Microsoft announces that the AI feature that captures screenshots on new PCs will be disabled by default following public outcry.

• Security researchers warned that Microsoft's Recall feature for Copilot+ AI PCs could put user data at risk of being accessed by hackers.
• Microsoft said Friday that the feature will be off by default.
• The software company also announced security protections.

The AI feature on new PCs that captures screenshots and allows users to search their activity will be disabled by default after security researchers discovered that attackers could access the underlying data.

During a press briefing last month, Microsoft showcased the Recall feature as one of the main capabilities of the forthcoming Copilot+ PCs, which are equipped with AI computing power onboard.

Microsoft's head of Windows and Surface devices, Pavan Davuluri, stated in a blog post on Friday that if you don't actively switch it on, it will remain off by default.

Microsoft is currently grappling with the challenge of reconciling competing interests as it integrates new AI technology into its products and strives to remain competitive. Despite the fast-paced changes in the market, user privacy and security remain under intense scrutiny. A recent review board in the U.S. has criticized Microsoft's handling of the breach of U.S. government officials' email accounts by China.

Microsoft has integrated the Copilot conversational chatbot into Windows, similar to OpenAI's ChatGPT. Both chatbots use cloud servers to perform computations and send back responses to PCs. However, unlike ChatGPT, Copilot stores user data locally and doesn't require additional internet-based computing power.

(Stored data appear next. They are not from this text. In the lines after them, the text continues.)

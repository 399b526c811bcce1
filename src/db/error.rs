use thiserror::Error;

#[derive(Debug, Error)]
pub enum DatabaseError {
    #[error("database connection error: {0}")]
    Connection(String),

    #[error("database query error: {0}")]
    Query(String),

    #[error("database migration error: {0}")]
    Migration(String),

    #[error("value serialization error: {0}")]
    Serialization(#[from] serde_json::Error),
}
pub use self::parser::{
    AuthConfig, BridgeConfig, Config, DatabaseConfig, DbType, DiscourseConfig, LoggingConfig,
    StoreConfig,
};
pub use self::validator::ConfigError;

mod parser;
mod validator;
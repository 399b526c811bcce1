use once_cell::sync::Lazy;
use regex::Regex;

static COMMAND_RE: Lazy<Regex> = Lazy::new(|| {
    Regex::new(r"(?s)^/([A-Za-z0-9_]+)(?:@([A-Za-z0-9_]+))?(?:\s+(.*))?$")
        .expect("command regex must compile")
});

static REPLY_TO_RE: Lazy<Regex> =
    Lazy::new(|| Regex::new(r"^replyto_([0-9]+)$").expect("replyto regex must compile"));

#[derive(Debug, Clone, PartialEq, Eq)]
pub enum ParsedCommand {
    Latest,
    Next,
    ReplyTo { topic_id: i64, body: Option<String> },
    /// `/replyto` without a usable topic id.
    MalformedReplyTo,
    TogglePush,
    Speak,
    Login,
    Logout,
    Id,
    ToggleSync,
    SyncOn,
    SyncOff,
    IsSync,
    Unknown(String),
}

/// Parses a slash command. Returns `None` for plain text and for commands
/// explicitly addressed to another bot via the `@username` suffix.
pub fn parse_command(text: &str, bot_username: Option<&str>) -> Option<ParsedCommand> {
    let caps = COMMAND_RE.captures(text.trim())?;
    let name = caps.get(1)?.as_str();

    if let (Some(target), Some(own)) = (caps.get(2), bot_username) {
        if !own.is_empty() && !target.as_str().eq_ignore_ascii_case(own) {
            return None;
        }
    }

    let args = caps
        .get(3)
        .map(|m| m.as_str().trim())
        .filter(|args| !args.is_empty())
        .map(ToOwned::to_owned);

    let command = match name {
        "latest" => ParsedCommand::Latest,
        "next" => ParsedCommand::Next,
        "toggle_push" => ParsedCommand::TogglePush,
        "speak" => ParsedCommand::Speak,
        "login" => ParsedCommand::Login,
        "logout" => ParsedCommand::Logout,
        "id" => ParsedCommand::Id,
        "toggle_sync" => ParsedCommand::ToggleSync,
        "sync_on" => ParsedCommand::SyncOn,
        "sync_off" => ParsedCommand::SyncOff,
        "is_sync" => ParsedCommand::IsSync,
        other if other.starts_with("replyto") => parse_reply_to(other, args),
        other => ParsedCommand::Unknown(other.to_string()),
    };
    Some(command)
}

fn parse_reply_to(name: &str, body: Option<String>) -> ParsedCommand {
    REPLY_TO_RE
        .captures(name)
        .and_then(|caps| caps.get(1)?.as_str().parse::<i64>().ok())
        .map(|topic_id| ParsedCommand::ReplyTo { topic_id, body })
        .unwrap_or(ParsedCommand::MalformedReplyTo)
}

Microsoft's CEO, Satya Nadella, instructed employees to prioritize security and implemented modifications to the company's security protocols in response to a report from the U.S. government.

Experts questioned the potential for hackers to retrieve users' information after Microsoft announced Recall, a tool that can search through a log of previous actions on PCs.

Security practitioners released software called Total Recall that displays data Recall collects.

Recall stores all data locally in an unencrypted SQLite database, and screenshots are saved in a folder on your PC. However, there is a concern that attackers may develop tools to search for usernames and passwords within Recall screenshots.

Microsoft is enhancing Recall's security features by encrypting the search index database and mandating manual activation of Copilot+ PCs on June 18.

"To enable Recall, both Windows Hello enrollment and proof of presence are necessary."

Users can verify their identity with Windows Hello by inputting a PIN, displaying their face to the PC camera, or using a fingerprint.

"According to Kevin Beaumont, a former Microsoft cybersecurity analyst, enabling home systems by default in the original implementation of Recall was a mistake. He believes that giving people the option to opt-in on home systems will prevent security problems in the future."

Tech investor reveals his biggest concern regarding AI product vendors.